For those of you who are not familiar with the school here, let me introduce you. The primary school here at Kibidula is officially called the Iva Werner Primary School. It consists of 7 full-time teachers, a head teacher (principal), and some long and short-term volunteers. There are about 145 students, ranging from Kindergarten to grade 7.
 
Here in Tanzania it is required that parents send their child to primary school by age 6. Obviously God’s original ideal for education is within the home, but this ideal is not an option here in Tanzania. So we must go with the plan B that the Lord has given us. Thankfully we have a vast amount of counsel and direction as to how our schools should be operated. It is the goal of the administration of the school to follow God’s methods of true education here at this school, no matter the cost. Yes, there are government directives we must deal with in this world, but our highest goal is to prepare the students, not for this world, but for the next. Many of the students here come from non-Christian homes, some are orphan or from single-parent homes, some from very poor homes, but, no matter the student’s background, our ultimate goal is the salvation of each child. For this we are striving.
 
The Lord has been blessing the work here at the primary school in marvelous ways. Many good changes and better methods are being implemented. Schedules have changed to include time for agriculture. We’ve added afternoon teacher-training meetings, which have been a significant help in implementing new and better ways. There is much still to be done, but we are moving forward as quickly as possible. Of course, the devil is not happy with the changes being made and has thrown many obstacles in our path. Please keep this school in your prayers.
 
One of the first goals here was to implement an agriculture program here at the school. We have clear counsel that this a key component of true education. We plowed up new ground for school gardens, with plans for each class to have a garden of their own.
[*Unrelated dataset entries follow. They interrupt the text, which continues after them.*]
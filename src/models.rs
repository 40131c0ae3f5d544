//! Data models for issues and digests.
//!
//! `IssueRecord` is what an issue source hands over, loosely typed and
//! possibly incomplete. `Issue` is the validated form the aggregator works
//! on. Everything under `ReportDigest` is owned by the digest, so later
//! changes to the source data never leak into a report already built.

use crate::error::InvalidInputError;
use chrono::{DateTime, NaiveDate, Utc};
use serde::{Deserialize, Serialize};

/// Label used when an issue has no assignee.
pub const UNASSIGNED: &str = "Unassigned";

/// A raw issue record as supplied by an issue source.
#[derive(Debug, Clone, Default, PartialEq, Eq, Serialize, Deserialize)]
pub struct IssueRecord {
    pub key: Option<String>,
    pub summary: Option<String>,
    pub status: Option<String>,
    pub assignee: Option<String>,
    pub priority: Option<String>,
    /// Creation timestamp as text (RFC 3339, Jira's `+0000` form, or a bare date).
    pub created: Option<String>,
    /// Due date as text, usually `YYYY-MM-DD`.
    pub due_date: Option<String>,
    pub project_key: Option<String>,
}

/// A single tracked work item.
#[derive(Debug, Clone, PartialEq, Eq, Serialize, Deserialize)]
pub struct Issue {
    /// Project-prefixed identifier, e.g. `DEVOPS-123`.
    pub key: String,
    /// One-line summary (display only).
    pub summary: String,
    /// Status label, compared case-sensitively.
    pub status: String,
    /// Assignee display name.
    #[serde(skip_serializing_if = "Option::is_none")]
    pub assignee: Option<String>,
    #[serde(skip_serializing_if = "Option::is_none")]
    pub priority: Option<String>,
    pub created_at: DateTime<Utc>,
    #[serde(skip_serializing_if = "Option::is_none")]
    pub due_at: Option<DateTime<Utc>>,
    pub project_key: String,
}

impl Issue {
    /// Validate a raw record.
    ///
    /// `project_key` is the project being aggregated; it is used for error
    /// context and as the issue's project when the record does not name one.
    pub fn try_from_record(
        record: &IssueRecord,
        project_key: &str,
    ) -> Result<Self, InvalidInputError> {
        let key = non_blank(record.key.as_deref())
            .ok_or_else(|| InvalidInputError::new(project_key, None, "missing issue key"))?;

        let fail = |reason: String| InvalidInputError::new(project_key, Some(key), reason);

        let status = record
            .status
            .as_deref()
            .filter(|s| non_blank(Some(s)).is_some())
            .ok_or_else(|| fail("missing status".to_string()))?;

        let created_raw = non_blank(record.created.as_deref())
            .ok_or_else(|| fail("missing created_at".to_string()))?;
        let created_at = parse_timestamp(created_raw)
            .ok_or_else(|| fail(format!("malformed created_at '{}'", created_raw)))?;

        let due_at = match non_blank(record.due_date.as_deref()) {
            Some(raw) => Some(
                parse_timestamp(raw).ok_or_else(|| fail(format!("malformed due date '{}'", raw)))?,
            ),
            None => None,
        };

        Ok(Self {
            key: key.to_string(),
            summary: record.summary.clone().unwrap_or_default(),
            status: status.to_string(),
            assignee: record.assignee.clone(),
            priority: record.priority.clone(),
            created_at,
            due_at,
            project_key: non_blank(record.project_key.as_deref())
                .unwrap_or(project_key)
                .to_string(),
        })
    }

    /// Assignee name for grouping, or the `Unassigned` sentinel.
    pub fn assignee_label(&self) -> &str {
        non_blank(self.assignee.as_deref()).unwrap_or(UNASSIGNED)
    }
}

fn non_blank(value: Option<&str>) -> Option<&str> {
    value.map(str::trim).filter(|s| !s.is_empty())
}

/// Parse a tracker timestamp and normalize it to UTC.
///
/// Accepts RFC 3339, Jira's `2024-01-15T10:30:00.000+0000`, and bare
/// `YYYY-MM-DD` dates (taken as midnight UTC).
pub fn parse_timestamp(raw: &str) -> Option<DateTime<Utc>> {
    let raw = raw.trim();

    if let Ok(dt) = DateTime::parse_from_rfc3339(raw) {
        return Some(dt.with_timezone(&Utc));
    }
    if let Ok(dt) = DateTime::parse_from_str(raw, "%Y-%m-%dT%H:%M:%S%.f%z") {
        return Some(dt.with_timezone(&Utc));
    }
    NaiveDate::parse_from_str(raw, "%Y-%m-%d")
        .ok()
        .and_then(|date| date.and_hms_opt(0, 0, 0))
        .map(|naive| naive.and_utc())
}

/// One row of a count/percentage breakdown.
#[derive(Debug, Clone, PartialEq, Serialize, Deserialize)]
pub struct CountEntry {
    pub label: String,
    pub count: usize,
    /// Share of the total, rounded to one decimal.
    pub percentage: f64,
}

/// An in-progress issue with its schedule flags.
#[derive(Debug, Clone, PartialEq, Eq, Serialize, Deserialize)]
pub struct InProgressIssue {
    pub issue: Issue,
    pub missing_due_date: bool,
    pub behind_schedule: bool,
}

/// An open issue older than the backlog threshold.
#[derive(Debug, Clone, PartialEq, Eq, Serialize, Deserialize)]
pub struct BacklogIssue {
    pub issue: Issue,
    pub age_days: i64,
}

/// The aggregated report for one project in one run.
#[derive(Debug, Clone, PartialEq, Serialize, Deserialize)]
pub struct ReportDigest {
    pub generated_at: DateTime<Utc>,
    pub project_key: String,
    pub total_issues: usize,
    /// Threshold the backlog section was computed with.
    pub backlog_threshold_days: i64,
    pub status_summary: Vec<CountEntry>,
    pub blocked_issues: Vec<Issue>,
    pub in_progress_issues: Vec<InProgressIssue>,
    pub old_backlog_issues: Vec<BacklogIssue>,
    pub assignee_distribution: Vec<CountEntry>,
}

impl ReportDigest {
    /// Number of in-progress issues without a due date.
    pub fn missing_due_date_count(&self) -> usize {
        self.in_progress_issues
            .iter()
            .filter(|i| i.missing_due_date)
            .count()
    }

    /// Number of in-progress issues past their due date.
    pub fn behind_schedule_count(&self) -> usize {
        self.in_progress_issues
            .iter()
            .filter(|i| i.behind_schedule)
            .count()
    }
}

/// A project that could not be reported in this run.
#[derive(Debug, Clone, PartialEq, Eq, Serialize, Deserialize)]
pub struct ProjectFailure {
    pub project_key: String,
    pub error: String,
}

/// Everything produced by one run across all projects.
#[derive(Debug, Clone, PartialEq, Serialize, Deserialize)]
pub struct DailyDigest {
    /// Local calendar date of the run, `YYYY-MM-DD`.
    pub date: String,
    pub generated_at: DateTime<Utc>,
    pub projects: Vec<ReportDigest>,
    #[serde(default, skip_serializing_if = "Vec::is_empty")]
    pub failures: Vec<ProjectFailure>,
}

impl DailyDigest {
    pub fn has_failures(&self) -> bool {
        !self.failures.is_empty()
    }
}
//! Daily scheduling loop.
//!
//! Runs a job once a day at a fixed local time until Ctrl-C.

use anyhow::{Context, Result};
use chrono::{DateTime, Duration, Local, NaiveTime, TimeZone};
use std::future::Future;
use std::pin::Pin;
use tracing::{error, info};

/// Parse an `HH:MM` time of day.
pub fn parse_schedule_time(value: &str) -> Result<NaiveTime> {
    NaiveTime::parse_from_str(value.trim(), "%H:%M")
        .with_context(|| format!("expected HH:MM, got '{}'", value))
}

/// The next moment at `at` strictly after `now`.
///
/// Today if that time has not passed yet, otherwise tomorrow. On a DST gap
/// the first valid instant after the gap is used.
pub fn next_run_after<Tz: TimeZone>(now: &DateTime<Tz>, at: NaiveTime) -> DateTime<Tz> {
    let tz = now.timezone();
    let mut date = now.date_naive();

    loop {
        let local = date.and_time(at);
        let candidate = tz
            .from_local_datetime(&local)
            .earliest()
            .or_else(|| tz.from_local_datetime(&(local + Duration::hours(1))).earliest());

        if let Some(candidate) = candidate {
            if candidate > *now {
                return candidate;
            }
        }

        date = match date.succ_opt() {
            Some(next) => next,
            None => return now.clone() + Duration::days(1),
        };
    }
}

/// Run `job` every day at `at` (local time) until Ctrl-C.
///
/// With `run_now` the job also runs once at startup. A failing run is logged
/// and the loop keeps going. Ctrl-C also interrupts a run in progress.
pub async fn run_daily<F, Fut>(at: NaiveTime, run_now: bool, job: F) -> Result<()>
where
    F: FnMut() -> Fut,
    Fut: Future<Output = Result<()>>,
{
    let ctrl_c = tokio::signal::ctrl_c();
    tokio::pin!(ctrl_c);
    run_until(at, run_now, job, ctrl_c).await
}

/// The scheduling loop, stopped when `shutdown` completes.
async fn run_until<F, Fut, S>(
    at: NaiveTime,
    run_now: bool,
    mut job: F,
    mut shutdown: Pin<&mut S>,
) -> Result<()>
where
    F: FnMut() -> Fut,
    Fut: Future<Output = Result<()>>,
    S: Future<Output = std::io::Result<()>>,
{
    info!("Scheduler started, reports run daily at {}", at.format("%H:%M"));

    let mut due_now = run_now;
    loop {
        if due_now {
            tokio::select! {
                _ = run_job(&mut job) => {}
                result = &mut shutdown => return stopped(result),
            }
        }

        let now = Local::now();
        let next = next_run_after(&now, at);
        let wait = (next.clone() - now).to_std().unwrap_or_default();
        info!("Next report at {}", next.format("%Y-%m-%d %H:%M %Z"));

        tokio::select! {
            _ = tokio::time::sleep(wait) => due_now = true,
            result = &mut shutdown => return stopped(result),
        }
    }
}

fn stopped(result: std::io::Result<()>) -> Result<()> {
    result.context("Failed to listen for Ctrl-C")?;
    info!("Scheduler stopped by user");
    Ok(())
}

async fn run_job<F, Fut>(job: &mut F)
where
    F: FnMut() -> Fut,
    Fut: Future<Output = Result<()>>,
{
    info!("Scheduled report triggered at {}", Local::now().format("%Y-%m-%d %H:%M:%S"));
    match job().await {
        Ok(()) => info!("Scheduled report completed"),
        Err(e) => error!("Scheduled report failed: {:#}", e),
    }
}

#[cfg(test)]
mod tests {
    use super::*;
    use chrono::{FixedOffset, LocalResult, NaiveDate, NaiveDateTime, Offset, Utc};

    fn at(h: u32, m: u32) -> NaiveTime {
        NaiveTime::from_hms_opt(h, m, 0).unwrap()
    }

    #[test]
    fn test_parse_schedule_time() {
        assert_eq!(parse_schedule_time("09:00").unwrap(), at(9, 0));
        assert_eq!(parse_schedule_time(" 23:59 ").unwrap(), at(23, 59));
        assert!(parse_schedule_time("24:00").is_err());
        assert!(parse_schedule_time("9am").is_err());
    }

    #[test]
    fn test_next_run_later_today() {
        let now = Utc.with_ymd_and_hms(2024, 6, 1, 8, 15, 0).unwrap();
        let next = next_run_after(&now, at(9, 0));
        assert_eq!(next, Utc.with_ymd_and_hms(2024, 6, 1, 9, 0, 0).unwrap());
    }

    #[test]
    fn test_next_run_tomorrow_when_passed() {
        let now = Utc.with_ymd_and_hms(2024, 6, 1, 9, 0, 0).unwrap();
        let next = next_run_after(&now, at(9, 0));
        assert_eq!(next, Utc.with_ymd_and_hms(2024, 6, 2, 9, 0, 0).unwrap());
    }

    #[test]
    fn test_next_run_rolls_over_month_end() {
        let now = Utc.with_ymd_and_hms(2024, 12, 31, 22, 0, 0).unwrap();
        let next = next_run_after(&now, at(6, 30));
        assert_eq!(next, Utc.with_ymd_and_hms(2025, 1, 1, 6, 30, 0).unwrap());
    }

    #[tokio::test]
    async fn test_run_job_survives_failure() {
        let mut calls = 0;
        let mut job = || {
            calls += 1;
            async { Err::<(), _>(anyhow::anyhow!("jira unreachable")) }
        };
        run_job(&mut job).await;
        run_job(&mut job).await;
        assert_eq!(calls, 2);
    }

    #[tokio::test]
    async fn test_shutdown_interrupts_running_job() {
        let (tx, rx) = tokio::sync::oneshot::channel::<()>();
        let mut tx = Some(tx);
        let job = move || {
            if let Some(tx) = tx.take() {
                let _ = tx.send(());
            }
            async { std::future::pending::<Result<()>>().await }
        };
        let shutdown = async move {
            let _ = rx.await;
            Ok::<(), std::io::Error>(())
        };
        tokio::pin!(shutdown);

        let result = tokio::time::timeout(
            std::time::Duration::from_secs(5),
            run_until(at(9, 0), true, job, shutdown),
        )
        .await;
        assert!(matches!(result, Ok(Ok(()))));
    }

    #[tokio::test]
    async fn test_shutdown_while_waiting_skips_job() {
        let mut calls = 0;
        let job = || {
            calls += 1;
            async { Ok::<(), anyhow::Error>(()) }
        };
        let shutdown = async { Ok::<(), std::io::Error>(()) };
        tokio::pin!(shutdown);

        run_until(at(9, 0), false, job, shutdown).await.unwrap();
        assert_eq!(calls, 0);
    }

    /// UTC+1, switching to UTC+2 at 02:00 local on 2024-03-31.
    /// Local times from 02:00 up to 03:00 that day do not exist.
    #[derive(Debug, Clone, Copy)]
    struct SpringForward;

    #[derive(Debug, Clone, Copy)]
    struct SpringOffset(FixedOffset);

    impl Offset for SpringOffset {
        fn fix(&self) -> FixedOffset {
            self.0
        }
    }

    fn winter() -> SpringOffset {
        SpringOffset(FixedOffset::east_opt(3600).unwrap())
    }

    fn summer() -> SpringOffset {
        SpringOffset(FixedOffset::east_opt(7200).unwrap())
    }

    fn switch_day() -> NaiveDate {
        NaiveDate::from_ymd_opt(2024, 3, 31).unwrap()
    }

    impl TimeZone for SpringForward {
        type Offset = SpringOffset;

        fn from_offset(_: &SpringOffset) -> Self {
            SpringForward
        }

        fn offset_from_local_date(&self, local: &NaiveDate) -> LocalResult<SpringOffset> {
            self.offset_from_local_datetime(&local.and_time(NaiveTime::MIN))
        }

        fn offset_from_local_datetime(&self, local: &NaiveDateTime) -> LocalResult<SpringOffset> {
            let gap_start = switch_day().and_time(at(2, 0));
            let gap_end = switch_day().and_time(at(3, 0));
            if *local < gap_start {
                LocalResult::Single(winter())
            } else if *local >= gap_end {
                LocalResult::Single(summer())
            } else {
                LocalResult::None
            }
        }

        fn offset_from_utc_date(&self, utc: &NaiveDate) -> SpringOffset {
            self.offset_from_utc_datetime(&utc.and_time(NaiveTime::MIN))
        }

        fn offset_from_utc_datetime(&self, utc: &NaiveDateTime) -> SpringOffset {
            if *utc < switch_day().and_time(at(1, 0)) {
                winter()
            } else {
                summer()
            }
        }
    }

    #[test]
    fn test_next_run_inside_dst_gap_moves_past_it() {
        let now = SpringForward
            .from_local_datetime(&switch_day().and_time(at(0, 30)))
            .unwrap();
        let next = next_run_after(&now, at(2, 30));

        assert_eq!(next.naive_local(), switch_day().and_time(at(3, 30)));
        assert_eq!(
            next.naive_utc(),
            switch_day().and_time(at(1, 30))
        );
    }

    #[test]
    fn test_next_run_after_dst_gap_day_is_normal() {
        let now = SpringForward
            .from_local_datetime(&switch_day().and_time(at(4, 0)))
            .unwrap();
        let next = next_run_after(&now, at(2, 30));
        assert_eq!(
            next.naive_local(),
            NaiveDate::from_ymd_opt(2024, 4, 1).unwrap().and_time(at(2, 30))
        );
    }
}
School lunches are very poor here (corn and beans most of the time), so home-grown vegetables will greatly improve the quality of the meals. Additional produce can be taken home by the students, or sold for some income. We adapted the schedule to allow for one hour every day in agriculture. As this time comes mid-day, it is a welcome break from classes and the children have been enjoying this time immensely! And of course their minds are refreshed as they work hard in the fresh air.
 
Another goal of the agriculture program is for the school to become self-sustaining. Currently the school is a heavy financial burden on Kibidula, from teacher salaries and school lunch. We are working on putting avocados in, which can be sold for a significant profit once they are in production. Another cash crop is lemons, and another is wheat.
 
I’d like to continue with regular updates about the work here, with more details (and hopefully some photos), in the future. For this I shall try. And it shall not be my custom to turn the topic to finances in every email. But it is something that we are dealing with, and I would like to present some needs of this school, with the hope that the Lord will lay it on your heart to help if you are able. And right now we have an amazing opportunity – someone has agreed to match up to $5,000 in donations! That means your $100 becomes $200, your $1000 becomes $2000, your $5000 becomes $10000! Permit me to share some of the financial needs:
 
Tools for agriculture:
- Hoes. A hoe is an essential tool for gardening and farming here. Many of the students don't have them so we'd like to get some for the school. They cost about $2.50 each. The school has 145 students. If we could get at least 50 to get started these can be supplemented by the ones the students already have. 
- 40-50 buckets for watering. These cost about $1.50 each.
- 10 larger buckets - $2.75 each.
- 16 watering cans (2 for each class) - $5.00 each.
- 8 shovels (1 for each class) - $4.00 each
Misc. items like tape measures, rope, etc. - $50

Wells:
During the dry season here in Tanzania, wells are critical to keeping the garden alive. Kibidula has decided to move forward with digging them (by hand!) for the new garden areas, but they do cost money. Approximately $2,500 for the digging and hand pumps.
 
Bibles:
Most students do not have Bibles. These can be purchased for about $6.40 each.
 
Vocational skills building:
There is a big opportunity to teach these kids many practical skills like sewing and carpentry - skills that can really help them in life here - but we have no way to do that right now. They actually have sewing machines stacked in the corner of a classroom, but nowhere to use them. We are counseled "let workshops be constructed" as part of including manual labor in our schools. We have teachers who can teach these things, but no "workshop". 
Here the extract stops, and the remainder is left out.